I grabbed a couple food packages and did the math. One apparently subtracted the fiber calories, and one apparently didn't. I'm too lazy to try to carry this experiment on any further, as I don't eat a lot of extremely high fiber packaged foods (I get most of my fiber from vegetables).
It does make me wonder if calorie counters (in books and online) consistantly do or do not subtract the fiber calories. While my curiosity is piqued, not enough to do anything about it. My philosophy is do the easiest thing that works.
One thing that I do want to clarify though, because it's an important distinction. If fiber calories have not been subtracted, subtracting them is not at all equivalent to trying to estimate the "net" calories of a food (the usable calories minus the calories required to digest it - the negative calorie effect that some diets claim some foods to have).
In a very real way these calories do not exist for humans, because we cannot access them (to be blunt, they pass through the system undigested -unchanged). The calories in fiber(cellulose) is "locked" in the plant. It's as if you swallowed a hollow metal ball filled with fat - it would pass undigested and there would be no use in counting the fat calories because your body has
no way to access it).
Maybe that was too blunt a description, if so, sorry (Dad was an ambulance driver and EMT, and with some of the conversations we had at the dinner table, I don't always know when I'm being too graphic).
I've heard the rumors that some portion fiber CAN be digested, but scientific research refutes that. We don't have the enzymes needed to digest it.

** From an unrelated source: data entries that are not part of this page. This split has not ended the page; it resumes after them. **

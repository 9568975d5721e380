use ratatui::{
    buffer::Buffer,
    layout::Rect,
    style::{Color, Style},
    symbols,
    text::Span,
    widgets::{Axis, Block, Borders, Chart, Dataset, GraphType, Paragraph, Widget},
};

use super::hex_color;
use crate::presentation::view_models::ChartSeriesViewModel;

/// Trend chart; each series is scaled to its own maximum so lines with
/// different units share one axis
pub struct ChartView<'a> {
    series: &'a [ChartSeriesViewModel],
}

impl<'a> ChartView<'a> {
    pub fn new(series: &'a [ChartSeriesViewModel]) -> Self {
        Self { series }
    }
}

fn normalised(series: &ChartSeriesViewModel) -> Vec<(f64, f64)> {
    let max = series
        .points
        .iter()
        .map(|p| p.value)
        .fold(0.0_f64, f64::max);
    series
        .points
        .iter()
        .enumerate()
        .map(|(idx, p)| {
            let y = if max > 0.0 { p.value / max * 100.0 } else { 0.0 };
            (idx as f64, y)
        })
        .collect()
}

impl<'a> Widget for ChartView<'a> {
    fn render(self, area: Rect, buf: &mut Buffer) {
        let block = Block::default().title("Trend").borders(Borders::ALL);

        if self.series.is_empty() {
            Paragraph::new(Span::styled(
                "Nothing plotted",
                Style::default().fg(Color::DarkGray),
            ))
            .block(block)
            .render(area, buf);
            return;
        }

        let data: Vec<Vec<(f64, f64)>> = self.series.iter().map(normalised).collect();
        let points = self.series[0].points.len().max(1);

        let datasets: Vec<Dataset> = self
            .series
            .iter()
            .zip(data.iter())
            .map(|(series, data)| {
                let graph_type = if series.render_as == "bar" {
                    GraphType::Bar
                } else {
                    GraphType::Line
                };
                Dataset::default()
                    .name(series.label.as_str())
                    .marker(symbols::Marker::Braille)
                    .graph_type(graph_type)
                    .style(Style::default().fg(hex_color(&series.color)))
                    .data(data)
            })
            .collect();

        let first = &self.series[0].points;
        let x_labels: Vec<Span> = match (first.first(), first.last()) {
            (Some(start), Some(end)) => vec![
                Span::raw(start.label.as_str()),
                Span::raw(end.label.as_str()),
            ],
            _ => Vec::new(),
        };

        Chart::new(datasets)
            .block(block)
            .x_axis(
                Axis::default()
                    .bounds([0.0, (points - 1) as f64])
                    .labels(x_labels)
                    .style(Style::default().fg(Color::DarkGray)),
            )
            .y_axis(Axis::default().bounds([0.0, 100.0]))
            .render(area, buf);
    }
}

#[cfg(test)]
mod tests {
    use super::*;
    use crate::presentation::view_models::ChartPointViewModel;

    #[test]
    fn test_series_scaled_to_its_peak() {
        let series = ChartSeriesViewModel {
            metric_id: "sales".to_string(),
            label: "Sales".to_string(),
            color: "#3b82f6".to_string(),
            render_as: "line".to_string(),
            points: vec![
                ChartPointViewModel {
                    label: "Jan 1".to_string(),
                    value: 50.0,
                },
                ChartPointViewModel {
                    label: "Jan 2".to_string(),
                    value: 200.0,
                },
            ],
        };
        assert_eq!(normalised(&series), vec![(0.0, 25.0), (1.0, 100.0)]);
    }
}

On a diet of primarily cellulose (whether it came from wood or lettuce), a human would eventually starve to death (if he/she didn't die of a bowel obstruction first).

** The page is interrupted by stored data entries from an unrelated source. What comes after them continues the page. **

use brandflow_types::{Product, ProductScores};
use std::collections::BTreeMap;

struct ProductBuilder {
    product: Product,
}

impl ProductBuilder {
    fn new(id: u32, name: &str, asin: &str, parent_asin: &str, sku: &str) -> Self {
        Self {
            product: Product {
                id,
                name: name.to_string(),
                asin: asin.to_string(),
                parent_asin: parent_asin.to_string(),
                sku: sku.to_string(),
                brand: "KARACA".to_string(),
                status: "Available".to_string(),
                tags: Vec::new(),
                scores: ProductScores { aps: 0, sps: 0, ups: 0 },
                values: BTreeMap::new(),
                seller_values: BTreeMap::new(),
                vendor_values: BTreeMap::new(),
            },
        }
    }

    fn tags(mut self, tags: &[&str]) -> Self {
        self.product.tags = tags.iter().map(|t| t.to_string()).collect();
        self
    }

    fn scores(mut self, aps: u8, sps: u8, ups: u8) -> Self {
        self.product.scores = ProductScores { aps, sps, ups };
        self
    }

    fn values(mut self, pairs: &[(&str, &str)]) -> Self {
        extend(&mut self.product.values, pairs);
        self
    }

    fn seller(mut self, pairs: &[(&str, &str)]) -> Self {
        extend(&mut self.product.seller_values, pairs);
        self
    }

    fn vendor(mut self, pairs: &[(&str, &str)]) -> Self {
        extend(&mut self.product.vendor_values, pairs);
        self
    }

    fn build(self) -> Product {
        self.product
    }
}

fn extend(map: &mut BTreeMap<String, String>, pairs: &[(&str, &str)]) {
    map.extend(pairs.iter().map(|(k, v)| (k.to_string(), v.to_string())));
}

/// The demo catalog shown in the product table
pub fn sample_products() -> Vec<Product> {
    vec![
        ProductBuilder::new(
            1,
            "Karaca Siena 53-Piece Porcelain Plates and Bowls Set with Dinner & Dessert Plates, Shakers - Bone China Dishware Sets - Kitchen Dinnerware Set for 12 People",
            "B0D2329WRV",
            "-",
            "KRC-SIENA-53",
        )
        .tags(&["Best Seller", "Multi-pack"])
        .scores(78, 65, 72)
        .values(&[
            ("price", "$220.00"),
            ("sales", "$12,068.26"),
            ("profit", "$7,407.39"),
            ("organicSales", "$6,131.00"),
            ("shippedRevenue", "$9,840.00"),
            ("adSales", "$5,937.26"),
            ("adSpend", "$1,098.40"),
            ("acos", "18.5%"),
            ("roas", "5.41"),
            ("impressions", "284,120"),
            ("clicks", "7,955"),
            ("orderCount", "55"),
            ("units", "58"),
            ("shippedUnits", "44"),
            ("productCost", "$0.00"),
            ("fbaFee", "$1,131.64"),
            ("referralFee", "$1,690.47"),
            ("totalFees", "$2,822.11"),
            ("buyBoxPercent", "98.2%"),
            ("vendorConfirmationRate", "94.0%"),
            ("sessions", "31,253"),
            ("pageViews", "45,459"),
            ("availableQuantity", "412"),
            ("sellableOnHand", "236"),
        ])
        .seller(&[
            ("sales", "$7,241.00"),
            ("adSales", "$3,562.36"),
            ("adSpend", "$659.04"),
            ("units", "35"),
            ("clicks", "4,773"),
            ("sessions", "18,752"),
            ("pageViews", "27,275"),
        ])
        .vendor(&[
            ("sales", "$4,827.26"),
            ("adSales", "$2,374.90"),
            ("adSpend", "$439.36"),
            ("units", "23"),
            ("clicks", "3,182"),
            ("sessions", "12,501"),
            ("pageViews", "18,184"),
        ])
        .build(),
        ProductBuilder::new(
            2,
            "Karaca New Flava 24 Piece Porcelain Dinnerware Set for 6 People, Elegant Porcelain Dishware with Dinner, Pasta, Side Plates, Bowls, Kitchen Essentials: Durable, Resistant, Ideal for Dinner Serving",
            "B0CHC1VXH",
            "B0D6YC5XTF",
            "KRC-FLAVA-24",
        )
        .tags(&["Discounted", "New Arrival"])
        .scores(82, 71, 77)
        .values(&[
            ("price", "$137.19"),
            ("sales", "$11,953.96"),
            ("profit", "$7,482.15"),
            ("organicSales", "$4,610.29"),
            ("shippedRevenue", "$10,212.40"),
            ("adSales", "$7,343.67"),
            ("adSpend", "$1,285.14"),
            ("acos", "17.5%"),
            ("roas", "5.71"),
            ("impressions", "251,780"),
            ("clicks", "7,050"),
            ("orderCount", "84"),
            ("units", "87"),
            ("shippedUnits", "74"),
            ("productCost", "$0.00"),
            ("fbaFee", "$1,319.73"),
            ("referralFee", "$1,402.32"),
            ("totalFees", "$2,722.05"),
            ("buyBoxPercent", "97.6%"),
            ("vendorConfirmationRate", "91.5%"),
            ("sessions", "27,696"),
            ("pageViews", "40,285"),
            ("availableQuantity", "268"),
            ("sellableOnHand", "190"),
        ])
        .seller(&[
            ("sales", "$6,574.68"),
            ("adSales", "$4,039.02"),
            ("adSpend", "$706.83"),
            ("units", "48"),
            ("clicks", "3,878"),
            ("sessions", "15,233"),
            ("pageViews", "22,157"),
        ])
        .vendor(&[
            ("sales", "$5,379.28"),
            ("adSales", "$3,304.65"),
            ("adSpend", "$578.31"),
            ("units", "39"),
            ("clicks", "3,172"),
            ("sessions", "12,463"),
            ("pageViews", "18,128"),
        ])
        .build(),
        ProductBuilder::new(
            3,
            "KARACA Hatır Turkish Coffee Maker, 5 Cups Electric Turkish Coffee Machine with Ember Mode, Automatic Temperature Control, Overflow Protection, Audible & Visual Alerts, Shiny Black",
            "B0FPD8BHK3",
            "B0FTT3WRT8",
            "KRC-HATIR-5C",
        )
        .tags(&["Best Seller", "Organic"])
        .scores(91, 84, 88)
        .values(&[
            ("price", "$79.98"),
            ("sales", "$9,918.76"),
            ("profit", "$6,499.66"),
            ("organicSales", "$5,199.39"),
            ("shippedRevenue", "$8,730.05"),
            ("adSales", "$4,719.37"),
            ("adSpend", "$778.70"),
            ("acos", "16.5%"),
            ("roas", "6.06"),
            ("impressions", "198,430"),
            ("clicks", "5,556"),
            ("orderCount", "121"),
            ("units", "124"),
            ("shippedUnits", "109"),
            ("productCost", "$0.00"),
            ("fbaFee", "$1,465.16"),
            ("referralFee", "$1,344.00"),
            ("totalFees", "$2,809.16"),
            ("buyBoxPercent", "99.1%"),
            ("vendorConfirmationRate", "96.2%"),
            ("sessions", "21,827"),
            ("pageViews", "31,749"),
            ("availableQuantity", "530"),
            ("sellableOnHand", "318"),
        ])
        .seller(&[
            ("sales", "$5,951.26"),
            ("adSales", "$2,831.62"),
            ("adSpend", "$467.22"),
            ("units", "74"),
            ("clicks", "3,334"),
            ("sessions", "13,096"),
            ("pageViews", "19,049"),
        ])
        .vendor(&[
            ("sales", "$3,967.50"),
            ("adSales", "$1,887.75"),
            ("adSpend", "$311.48"),
            ("units", "50"),
            ("clicks", "2,222"),
            ("sessions", "8,731"),
            ("pageViews", "12,700"),
        ])
        .build(),
        ProductBuilder::new(
            4,
            "Karaca Premium Turkish Tea Glass Set with Saucers, 12 Pieces",
            "B09X1RA4K2",
            "B09X1RA4K3",
            "KRC-TEA-12",
        )
        .scores(68, 59, 64)
        .values(&[
            ("price", "$34.99"),
            ("sales", "$5,890.00"),
            ("profit", "$3,245.50"),
            ("organicSales", "$2,890.00"),
            ("shippedRevenue", "$4,975.80"),
            ("adSales", "$3,000.00"),
            ("adSpend", "$672.00"),
            ("acos", "22.4%"),
            ("roas", "4.46"),
            ("impressions", "121,560"),
            ("clicks", "3,404"),
            ("orderCount", "163"),
            ("units", "168"),
            ("shippedUnits", "142"),
            ("productCost", "$0.00"),
            ("fbaFee", "$845.20"),
            ("referralFee", "$799.30"),
            ("totalFees", "$1,644.50"),
            ("buyBoxPercent", "95.4%"),
            ("vendorConfirmationRate", "88.7%"),
            ("sessions", "13,372"),
            ("pageViews", "19,450"),
            ("availableQuantity", "1,120"),
            ("sellableOnHand", "640"),
        ])
        .seller(&[
            ("sales", "$3,534.00"),
            ("adSales", "$1,800.00"),
            ("adSpend", "$403.20"),
            ("units", "101"),
            ("clicks", "2,042"),
            ("sessions", "8,023"),
            ("pageViews", "11,670"),
        ])
        .vendor(&[
            ("sales", "$2,356.00"),
            ("adSales", "$1,200.00"),
            ("adSpend", "$268.80"),
            ("units", "67"),
            ("clicks", "1,362"),
            ("sessions", "5,349"),
            ("pageViews", "7,780"),
        ])
        .build(),
        ProductBuilder::new(
            5,
            "Karaca Bioceramic Non-Stick Frying Pan Set, 3 Pieces",
            "B012Y4RB5X",
            "B012Y4RB5Y",
            "KRC-BIO-PAN3",
        )
        .tags(&["Best Seller"])
        .scores(85, 78, 82)
        .values(&[
            ("price", "$129.99"),
            ("sales", "$8,450.20"),
            ("profit", "$5,120.80"),
            ("organicSales", "$4,225.10"),
            ("shippedRevenue", "$7,183.00"),
            ("adSales", "$4,225.10"),
            ("adSpend", "$802.77"),
            ("acos", "19.0%"),
            ("roas", "5.26"),
            ("impressions", "176,940"),
            ("clicks", "4,954"),
            ("orderCount", "63"),
            ("units", "65"),
            ("shippedUnits", "55"),
            ("productCost", "$0.00"),
            ("fbaFee", "$1,125.40"),
            ("referralFee", "$1,204.00"),
            ("totalFees", "$2,329.40"),
            ("buyBoxPercent", "97.9%"),
            ("vendorConfirmationRate", "92.8%"),
            ("sessions", "19,463"),
            ("pageViews", "28,310"),
            ("availableQuantity", "305"),
            ("sellableOnHand", "174"),
        ])
        .seller(&[
            ("sales", "$5,070.12"),
            ("adSales", "$2,535.06"),
            ("adSpend", "$481.66"),
            ("units", "39"),
            ("clicks", "2,972"),
            ("sessions", "11,678"),
            ("pageViews", "16,986"),
        ])
        .vendor(&[
            ("sales", "$3,380.08"),
            ("adSales", "$1,690.04"),
            ("adSpend", "$321.11"),
            ("units", "26"),
            ("clicks", "1,982"),
            ("sessions", "7,785"),
            ("pageViews", "11,324"),
        ])
        .build(),
    ]
}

Outside of the laboratory setting, the distinction really isn't important (unless you're one of those anal types who always has to be dead accurate even when it doesn't matter to anyone but you), because whether you're trying to gain, lose, or maintain your weight, you will adjust your calorie intake depending on what the scale "says." So as long as the numbers are moving in the right direction, your estimations are good enough.